Calles, through HeartBrand Beef, the company responsible for acquiring the cattle, began the task of increasing the herd to 4,000 fullbloods through embryo transfer since the early 90s. The Beeman family acquired ownership of HeartBrand Beef about five years ago and redirected the company in an effort to sell bulls as well as marketing Akaushi and F1 Akaushi-cross beef.
Bain says the company is so confident in the quality of the beef produced by the line, even in cross-breeding with domestic varieties, that HeartBrand Beef will buy the resulting calves back from producers at a rate “about $100 more than the normal price of a domestic calf.”
“It’s a win-win situation for the producer who breeds Akaushi because whether he raises cattle for beef or just to sell the calves back to the company, he’s going to come out on top,” Bains said.
He says the benefits are numerous, including raising beef cattle without the need for growth hormones.
“The breed is healthy by nature and the beef is a healthy product for consumers who are becoming more health conscious. Demand is growing for Akaushi beef at restaurants and markets across America and we need more producers now,” Bain says.
While those who have tasted the tender, flavorful Akaushi beef, most agree the prime cuts, including ribeye and tenderloin, are far superior than normal beef varieties. But Bain says don’t discount other cuts of beef.
“You’ve never had a real hamburger until you have had an Akaushi burger,” he said.
Indeed, a growing market for the beef is upscale hamburger joints from Texas to Minnesota.

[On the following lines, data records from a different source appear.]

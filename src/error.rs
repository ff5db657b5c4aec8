//! Error types for the reconciliation engine
//!
//! Errors are structured with fields to aid debugging in production. Every
//! failure of an external call carries the operation name and the resource
//! identity it concerns. The [`ErrorClass`] of an error decides how the
//! runner requeues the resource.

use std::time::Duration;

use thiserror::Error;

/// Failure category used to pick a requeue strategy
#[derive(Clone, Copy, Debug, PartialEq, Eq, Hash)]
pub enum ErrorClass {
    /// The external resource does not exist. Drives create, or confirms delete.
    NotFound,
    /// Network, timeout or throttling failure that may succeed on retry
    Transient,
    /// Validation, permission or conflicting-state failure
    Terminal,
}

impl ErrorClass {
    /// Metric label for this class
    pub fn as_str(&self) -> &'static str {
        match self {
            Self::NotFound => "not_found",
            Self::Transient => "transient",
            Self::Terminal => "terminal",
        }
    }
}

impl std::fmt::Display for ErrorClass {
    fn fmt(&self, f: &mut std::fmt::Formatter<'_>) -> std::fmt::Result {
        match self {
            Self::NotFound => write!(f, "not found"),
            Self::Transient => write!(f, "transient"),
            Self::Terminal => write!(f, "terminal"),
        }
    }
}

/// Error reported by an external system collaborator
#[derive(Clone, Debug, Error, PartialEq, Eq)]
#[error("{class} failure: {message}")]
pub struct ExternalError {
    /// Failure category
    pub class: ErrorClass,
    /// Message from the external system
    pub message: String,
}

impl ExternalError {
    /// The addressed resource does not exist
    pub fn not_found(msg: impl Into<String>) -> Self {
        Self {
            class: ErrorClass::NotFound,
            message: msg.into(),
        }
    }

    /// A failure worth retrying (throttling, connectivity)
    pub fn transient(msg: impl Into<String>) -> Self {
        Self {
            class: ErrorClass::Transient,
            message: msg.into(),
        }
    }

    /// A failure that will repeat until something changes (validation, permission)
    pub fn terminal(msg: impl Into<String>) -> Self {
        Self {
            class: ErrorClass::Terminal,
            message: msg.into(),
        }
    }

    /// Whether the external system reported the resource as absent
    pub fn is_not_found(&self) -> bool {
        self.class == ErrorClass::NotFound
    }
}

/// Main error type for reconciliation
#[derive(Debug, Error)]
pub enum Error {
    /// An external system call failed
    #[error("{operation} failed for {resource}: {source}")]
    External {
        /// Operation being performed (describe, create, ...)
        operation: &'static str,
        /// Identity of the managed resource
        resource: String,
        /// The collaborator's error
        #[source]
        source: ExternalError,
    },

    /// An external system call did not finish before its deadline
    #[error("{operation} for {resource} exceeded its {deadline:?} deadline")]
    DeadlineExceeded {
        /// Operation being performed
        operation: &'static str,
        /// Identity of the managed resource
        resource: String,
        /// The deadline that expired
        deadline: Duration,
    },

    /// Some attribute changes were applied before one failed
    #[error(
        "partial apply for {resource}: applied [{}], pending [{}]: {source}",
        .applied.join(", "),
        .pending.join(", ")
    )]
    PartialApply {
        /// Identity of the managed resource
        resource: String,
        /// Attribute keys that were applied this pass
        applied: Vec<String>,
        /// Attribute keys that still need to be applied
        pending: Vec<String>,
        /// The first hard error, or the last transient one
        source: Box<Error>,
    },

    /// The bound external resource disappeared while deletion was not requested
    #[error("external resource {external_name} for {resource} no longer exists")]
    Vanished {
        /// Identity of the managed resource
        resource: String,
        /// The bound external identifier
        external_name: String,
    },

    /// A create-only attribute differs from the desired value
    #[error("attribute {key} of {resource} cannot be changed after creation")]
    ImmutableAttribute {
        /// Identity of the managed resource
        resource: String,
        /// The attribute key
        key: String,
    },

    /// A previous create may have succeeded and the adapter cannot look it up
    #[error(
        "create outcome for {resource} is unknown and the external system cannot be searched by name"
    )]
    CreateOutcomeUnknown {
        /// Identity of the managed resource
        resource: String,
    },

    /// An attempt to rebind an already bound external name
    #[error("{resource} is bound to {existing}, refusing to bind {attempted}")]
    AlreadyBound {
        /// Identity of the managed resource
        resource: String,
        /// The identifier already bound
        existing: String,
        /// The identifier that was rejected
        attempted: String,
    },

    /// No adapter was registered for the resource's kind
    #[error("no adapter registered for kind {kind}")]
    UnknownKind {
        /// The resource kind
        kind: String,
    },

    /// The desired-record store failed
    #[error("store error for {resource}: {message}")]
    Store {
        /// Identity of the managed resource
        resource: String,
        /// Description of what failed
        message: String,
    },

    /// Serialization/deserialization error
    #[error("serialization error: {message}")]
    Serialization {
        /// Description of what failed
        message: String,
    },

    /// Invalid controller configuration
    #[error("configuration error: {message}")]
    Config {
        /// Description of what is invalid
        message: String,
    },
}

impl Error {
    /// Wrap a collaborator error with the operation and resource it concerns
    pub fn external(
        operation: &'static str,
        resource: impl ToString,
        source: ExternalError,
    ) -> Self {
        Self::External {
            operation,
            resource: resource.to_string(),
            source,
        }
    }

    /// Create a store error for the given resource
    pub fn store(resource: impl ToString, msg: impl Into<String>) -> Self {
        Self::Store {
            resource: resource.to_string(),
            message: msg.into(),
        }
    }

    /// Create a serialization error with the given message
    pub fn serialization(msg: impl Into<String>) -> Self {
        Self::Serialization {
            message: msg.into(),
        }
    }

    /// Create a configuration error with the given message
    pub fn config(msg: impl Into<String>) -> Self {
        Self::Config {
            message: msg.into(),
        }
    }

    /// Failure category of this error
    pub fn class(&self) -> ErrorClass {
        match self {
            Error::External { source, .. } => source.class,
            Error::DeadlineExceeded { .. } => ErrorClass::Transient,
            Error::PartialApply { source, .. } => source.class(),
            Error::Vanished { .. } => ErrorClass::Terminal,
            Error::ImmutableAttribute { .. } => ErrorClass::Terminal,
            Error::CreateOutcomeUnknown { .. } => ErrorClass::Terminal,
            Error::AlreadyBound { .. } => ErrorClass::Terminal,
            Error::UnknownKind { .. } => ErrorClass::Terminal,
            Error::Store { .. } => ErrorClass::Transient,
            Error::Serialization { .. } => ErrorClass::Terminal,
            Error::Config { .. } => ErrorClass::Terminal,
        }
    }

    /// Check if this error is worth retrying soon
    ///
    /// Only transient failures are retried with backoff. Terminal failures
    /// are retried at the slow cadence by the runner instead.
    pub fn is_retryable(&self) -> bool {
        self.class() == ErrorClass::Transient
    }

    /// Get the resource identity if this error concerns a specific resource
    pub fn resource(&self) -> Option<&str> {
        match self {
            Error::External { resource, .. }
            | Error::DeadlineExceeded { resource, .. }
            | Error::PartialApply { resource, .. }
            | Error::Vanished { resource, .. }
            | Error::ImmutableAttribute { resource, .. }
            | Error::CreateOutcomeUnknown { resource }
            | Error::AlreadyBound { resource, .. }
            | Error::Store { resource, .. } => Some(resource),
            Error::UnknownKind { .. } | Error::Serialization { .. } | Error::Config { .. } => None,
        }
    }

    /// Attribute keys still waiting to be applied, for partial apply failures
    pub fn pending_keys(&self) -> &[String] {
        match self {
            Error::PartialApply { pending, .. } => pending,
            _ => &[],
        }
    }
}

And restaurants, including Delmonico’s in New York, Bohanon’s of San Antonio, Pappas Bros. in Houston, and dozens of eateries from the East Coast to the West Coast to the Gulf Coast are offering Alaushi beef to a growing number of fans.

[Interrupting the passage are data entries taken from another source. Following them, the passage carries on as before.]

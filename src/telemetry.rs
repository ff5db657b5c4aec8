//! Logging, tracing and metrics setup for the controller binary
//!
//! Logs go to stdout as JSON (or a compact human format for local runs). When
//! `OTEL_EXPORTER_OTLP_ENDPOINT` is set, reconcile spans and the instruments
//! in [`crate::metrics`] are also exported over OTLP/gRPC. The returned
//! [`TelemetryGuard`] flushes both exporters when dropped.

use std::str::FromStr;

use opentelemetry::trace::TracerProvider as _;
use opentelemetry::{global, KeyValue};
use opentelemetry_otlp::WithExportConfig;
use opentelemetry_sdk::metrics::{PeriodicReader, SdkMeterProvider};
use opentelemetry_sdk::propagation::TraceContextPropagator;
use opentelemetry_sdk::trace::TracerProvider;
use opentelemetry_sdk::{runtime, Resource};
use opentelemetry_semantic_conventions::resource::{SERVICE_NAME, SERVICE_VERSION};
use thiserror::Error;
use tracing::warn;
use tracing_subscriber::layer::SubscriberExt;
use tracing_subscriber::util::SubscriberInitExt;
use tracing_subscriber::{EnvFilter, Layer};

/// Errors from telemetry setup
#[derive(Debug, Error)]
pub enum TelemetryError {
    /// An OTLP exporter could not be built
    #[error("failed to build {signal} exporter: {message}")]
    Exporter {
        /// "trace" or "metrics"
        signal: &'static str,
        /// Exporter error text
        message: String,
    },

    /// A global subscriber was already installed
    #[error("failed to install tracing subscriber: {0}")]
    Subscriber(String),

    /// Unrecognized log format name
    #[error("unknown log format {0:?}, expected \"json\" or \"pretty\"")]
    LogFormat(String),
}

/// Shape of log lines on stdout
#[derive(Clone, Copy, Debug, Default, PartialEq, Eq)]
pub enum LogFormat {
    /// One JSON object per line, with the current span's fields
    #[default]
    Json,
    /// Compact human-readable lines
    Pretty,
}

impl FromStr for LogFormat {
    type Err = TelemetryError;

    fn from_str(s: &str) -> Result<Self, Self::Err> {
        match s.to_ascii_lowercase().as_str() {
            "json" => Ok(Self::Json),
            "pretty" | "text" => Ok(Self::Pretty),
            _ => Err(TelemetryError::LogFormat(s.to_string())),
        }
    }
}

/// Telemetry settings
#[derive(Debug, Clone)]
pub struct TelemetryConfig {
    /// `service.name` on exported spans and metrics
    pub service_name: String,
    /// OTLP collector endpoint; nothing is exported without one
    pub otlp_endpoint: Option<String>,
    /// Stdout log format
    pub log_format: LogFormat,
    /// Filter used when `RUST_LOG` is unset
    pub default_filter: String,
}

impl Default for TelemetryConfig {
    fn default() -> Self {
        Self {
            service_name: env!("CARGO_PKG_NAME").to_string(),
            otlp_endpoint: std::env::var("OTEL_EXPORTER_OTLP_ENDPOINT")
                .ok()
                .filter(|endpoint| !endpoint.is_empty()),
            log_format: LogFormat::Json,
            default_filter: "info,converge=debug".to_string(),
        }
    }
}

/// Keeps the OTLP providers alive; flushes and shuts them down on drop.
#[must_use = "dropping the guard stops OTLP export"]
#[derive(Default)]
pub struct TelemetryGuard {
    tracer_provider: Option<TracerProvider>,
    meter_provider: Option<SdkMeterProvider>,
}

impl TelemetryGuard {
    /// Whether spans and metrics are being exported
    pub fn is_exporting(&self) -> bool {
        self.tracer_provider.is_some()
    }
}

impl Drop for TelemetryGuard {
    fn drop(&mut self) {
        if let Some(provider) = self.tracer_provider.take() {
            if let Err(e) = provider.shutdown() {
                warn!(error = %e, "failed to flush trace exporter");
            }
        }
        if let Some(provider) = self.meter_provider.take() {
            if let Err(e) = provider.shutdown() {
                warn!(error = %e, "failed to flush metrics exporter");
            }
        }
    }
}

/// Install the global subscriber and, when an endpoint is configured, the
/// OTLP trace and metrics pipelines.
pub fn init_telemetry(config: TelemetryConfig) -> Result<TelemetryGuard, TelemetryError> {
    global::set_text_map_propagator(TraceContextPropagator::new());

    let mut guard = TelemetryGuard::default();
    let otel_layer = match &config.otlp_endpoint {
        Some(endpoint) => {
            let resource = build_resource(&config.service_name);
            let meter_provider = meter_provider(endpoint, resource.clone())?;
            global::set_meter_provider(meter_provider.clone());
            guard.meter_provider = Some(meter_provider);

            let tracer_provider = tracer_provider(endpoint, resource)?;
            global::set_tracer_provider(tracer_provider.clone());
            let tracer = tracer_provider.tracer(config.service_name.clone());
            guard.tracer_provider = Some(tracer_provider);

            Some(tracing_opentelemetry::layer().with_tracer(tracer))
        }
        None => None,
    };

    let fmt_layer = match config.log_format {
        LogFormat::Json => tracing_subscriber::fmt::layer()
            .json()
            .with_current_span(true)
            .with_span_list(false)
            .with_target(true)
            .boxed(),
        LogFormat::Pretty => tracing_subscriber::fmt::layer().compact().boxed(),
    };

    let filter = EnvFilter::try_from_default_env()
        .unwrap_or_else(|_| EnvFilter::new(&config.default_filter));

    tracing_subscriber::registry()
        .with(fmt_layer)
        .with(otel_layer)
        .with(filter)
        .try_init()
        .map_err(|e| TelemetryError::Subscriber(e.to_string()))?;

    Ok(guard)
}

fn build_resource(service_name: &str) -> Resource {
    let mut attributes = vec![
        KeyValue::new(SERVICE_NAME, service_name.to_string()),
        KeyValue::new(SERVICE_VERSION, env!("CARGO_PKG_VERSION")),
    ];
    if let Ok(host) = std::env::var("HOSTNAME") {
        attributes.push(KeyValue::new("host.name", host));
    }
    Resource::new(attributes)
}

fn tracer_provider(endpoint: &str, resource: Resource) -> Result<TracerProvider, TelemetryError> {
    let exporter = opentelemetry_otlp::SpanExporter::builder()
        .with_tonic()
        .with_endpoint(endpoint)
        .build()
        .map_err(|e| TelemetryError::Exporter {
            signal: "trace",
            message: e.to_string(),
        })?;

    Ok(TracerProvider::builder()
        .with_batch_exporter(exporter, runtime::Tokio)
        .with_resource(resource)
        .build())
}

fn meter_provider(endpoint: &str, resource: Resource) -> Result<SdkMeterProvider, TelemetryError> {
    let exporter = opentelemetry_otlp::MetricExporter::builder()
        .with_tonic()
        .with_endpoint(endpoint)
        .build()
        .map_err(|e| TelemetryError::Exporter {
            signal: "metrics",
            message: e.to_string(),
        })?;

    Ok(SdkMeterProvider::builder()
        .with_reader(PeriodicReader::builder(exporter, runtime::Tokio).build())
        .with_resource(resource)
        .build())
}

“We’re seeing more markets added to the growing list of places where consumers can buy Akaushi beef as well, and if growth continues at the same rate, the years ahead will become an entirely different beef market for producers with the introduction of Akaushi beef,” Bains said.
The breed will take the spotlight at the Upper Gulf Coast Ranch Expo in Simonton on May 10 when beef producers from across the state will tour the Akaushi production operation at Twinwood Cattle Company, where the event will be staged.